Nanoflow liquid chromatography–tandem mass spectrometry (nLC–MS/MS)

The peptide mixture was resuspended in buffer containing 0.1% formic acid and loaded onto an Easy‐nLC system (Thermo Fisher Scientific), coupled online with an Orbitrap Fusion Tribrid mass spectrometer (Thermo Fisher Scientific). Peptides were loaded into a picofrit 18 cm long fused silica capillary column (75 μm i.d., 360 μm o.d.) packed in‐house with reversed‐phase ReproSil‐Pur C18‐AQ 3 μm resin. The gradient length was 75 min. The gradient was from 2–26% buffer containing 100% ACN/0.1% formic acid at a flow rate of 300 nl/min. The MS method was set up in a data‐dependent acquisition (DDA) mode.
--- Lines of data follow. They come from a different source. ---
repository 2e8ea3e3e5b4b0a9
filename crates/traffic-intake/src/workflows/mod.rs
pub mod intake;
use std::collections::{BTreeMap, BTreeSet};
use std::sync::{Arc, Mutex};

use axum::response::Response;
use chrono::{NaiveDate, NaiveDateTime};
use serde_json::Value;

use crate::workflows::intake::catalog::DRUMS;
use crate::workflows::intake::checkout::{
    CheckoutRedirects, CheckoutRequest, CheckoutSession, GatewayError, PaymentInitiator,
};
use crate::workflows::intake::domain::{
    ClientStatus, FormState, RoadwayClass, TcpType, YesNo,
};
use crate::workflows::intake::reference::{flagging_operation, TRAFFIC_CONFIGURATION_OPTIONS};
use crate::workflows::intake::service::IntakeService;
use crate::workflows::intake::validation::StepValidator;

pub(super) const ORIGIN: &str = "https://intake.example.com";

pub(super) fn date(year: i32, month: u32, day: u32) -> NaiveDate {
    NaiveDate::from_ymd_opt(year, month, day).expect("valid date")
}

/// Monday morning, well ahead of the default start date.
pub(super) fn now() -> NaiveDateTime {
    date(2025, 6, 2).and_hms_opt(10, 0, 0).expect("valid time")
}

pub(super) fn flagging_option() -> String {
    flagging_operation().label.to_string()
}

pub(super) fn shoulder_option() -> String {
    TRAFFIC_CONFIGURATION_OPTIONS[1].label.to_string()
}

pub(super) fn set_of(items: &[&str]) -> BTreeSet<String> {
    items.iter().map(|item| item.to_string()).collect()
}

pub(super) fn quantities(items: &[(&str, u32)]) -> BTreeMap<String, u32> {
    items
        .iter()
        .map(|(item, quantity)| (item.to_string(), *quantity))
        .collect()
}

/// Form that clears every step with a ten-drum order and no labor.
pub(super) fn complete_form() -> FormState {
    FormState {
        client_status: Some(ClientStatus::New),
        company_name: "Front Range Paving".to_string(),
        contact_name: "Jordan Pike".to_string(),
        phone: "(303) 555-1212".to_string(),
        email: "jordan@frontrange.example".to_string(),
        sms_consent: Some(YesNo::Yes),
        address: "1200 Federal Blvd".to_string(),
        city: "Denver".to_string(),
        state: "CO".to_string(),
        zip_code: "80204".to_string(),
        service_categories: set_of(&["Traffic Control"]),
        work_types: set_of(&["Milling"]),
        configuration: set_of(&[shoulder_option().as_str()]),
        has_permit: Some(YesNo::No),
        has_tcp: Some(YesNo::No),
        tcp_type: Some(TcpType::Regular),
        roadway_class: Some(RoadwayClass::CityLocal),
        catalog_quantities: quantities(&[(DRUMS, 10)]),
        start_date: Some(date(2025, 6, 10)),
        duration: "3 days".to_string(),
        scheduling_notice_accepted: true,
        billing_terms_accepted: true,
        ..FormState::default()
    }
}

/// Gateway stand-in that records every request and hands out sequential sessions.
#[derive(Default)]
pub(super) struct RecordingGateway {
    requests: Mutex<Vec<CheckoutRequest>>,
}

impl RecordingGateway {
    pub(super) fn requests(&self) -> Vec<CheckoutRequest> {
        self.requests.lock().expect("gateway mutex").clone()
    }
}

impl PaymentInitiator for RecordingGateway {
    fn initiate(&self, request: &CheckoutRequest) -> Result<CheckoutSession, GatewayError> {
        let mut requests = self.requests.lock().expect("gateway mutex");
        requests.push(request.clone());
        let session_id = format!("cs_test_{:06}", requests.len());
        Ok(CheckoutSession {
            redirect_url: format!("https://checkout.example.com/pay/{session_id}"),
            session_id,
        })
    }
}

pub(super) struct UnreachableGateway;

impl PaymentInitiator for UnreachableGateway {
    fn initiate(&self, _request: &CheckoutRequest) -> Result<CheckoutSession, GatewayError> {
        Err(GatewayError::Unavailable("connection refused".to_string()))
    }
}

pub(super) fn strict_service<P: PaymentInitiator + 'static>(gateway: Arc<P>) -> IntakeService<P> {
    IntakeService::new(
        gateway,
        StepValidator::strict(),
        CheckoutRedirects::for_origin(ORIGIN),
    )
}

pub(super) async fn read_json_body(response: Response) -> Value {
    let body = axum::body::to_bytes(response.into_body(), usize::MAX)
        .await
        .expect("body readable");
    serde_json::from_slice(&body).expect("json body")
}
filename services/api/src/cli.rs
use crate::demo::{run_demo, run_estimate, DemoArgs, EstimateArgs};
use crate::server;
use clap::{Args, Parser, Subcommand};
use traffic_intake::error::AppError;

#[derive(Parser, Debug)]
#[command(
    name = "Traffic Intake",
    about = "Serve and exercise the traffic-control intake engine from the command line",
    version
)]
struct Cli {
    #[command(subcommand)]
    command: Option<Command>,
}

#[derive(Subcommand, Debug)]
enum Command {
    /// Start the HTTP service (default command)
    Serve(ServeArgs),
    /// Price a saved intake form and print the job summary
    Estimate(EstimateArgs),
    /// Walk a scripted intake session through the wizard and a sandbox checkout
    Demo(DemoArgs),
}

#[derive(Args, Debug, Default)]
pub(crate) struct ServeArgs {
    /// Override the configured host for the HTTP server
    #[arg(long)]
    pub(crate) host: Option<String>,
    /// Override the configured port for the HTTP server
    #[arg(long)]
    pub(crate) port: Option<u16>,
}

pub(crate) async fn run() -> Result<(), AppError> {
    let cli = Cli::parse();
    let command = cli
        .command
        .unwrap_or_else(|| Command::Serve(ServeArgs::default()));

    match command {
        Command::Serve(args) => server::run(args).await,
        Command::Estimate(args) => run_estimate(args),
        Command::Demo(args) => run_demo(args),
    }
}

#[cfg(test)]
mod tests {
    use super::*;

    #[test]
    fn defaults_to_serve() {
        let cli = Cli::try_parse_from(["traffic-intake"]).expect("parses");
        assert!(cli.command.is_none());
    }

    #[test]
    fn estimate_requires_a_form_path() {
        assert!(Cli::try_parse_from(["traffic-intake", "estimate"]).is_err());

        let cli = Cli::try_parse_from([
            "traffic-intake",
            "estimate",
            "--form",
            "job.json",
            "--now",
            "2025-06-02T23:30:00",
        ])
        .expect("parses");
        match cli.command {
            Some(Command::Estimate(args)) => {
                assert_eq!(args.form.to_string_lossy(), "job.json");
                assert!(args.now.is_some());
            }
            other => panic!("expected estimate command, got {other:?}"),
        }
    }
}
For full MS scan, the mass range of 350–1200 m/z was analyzed in the Orbitrap at 120,000 FWHM (200 m/z) resolution and 5 × 10e5 AGC target value. HCD collision energy was set to 27, AGC target to 10e4, and maximum injection time to 120 ms. Detection of MS/MS fragment ions was performed in the ion trap in the rapid mode using the TopSpeed mode (3 s).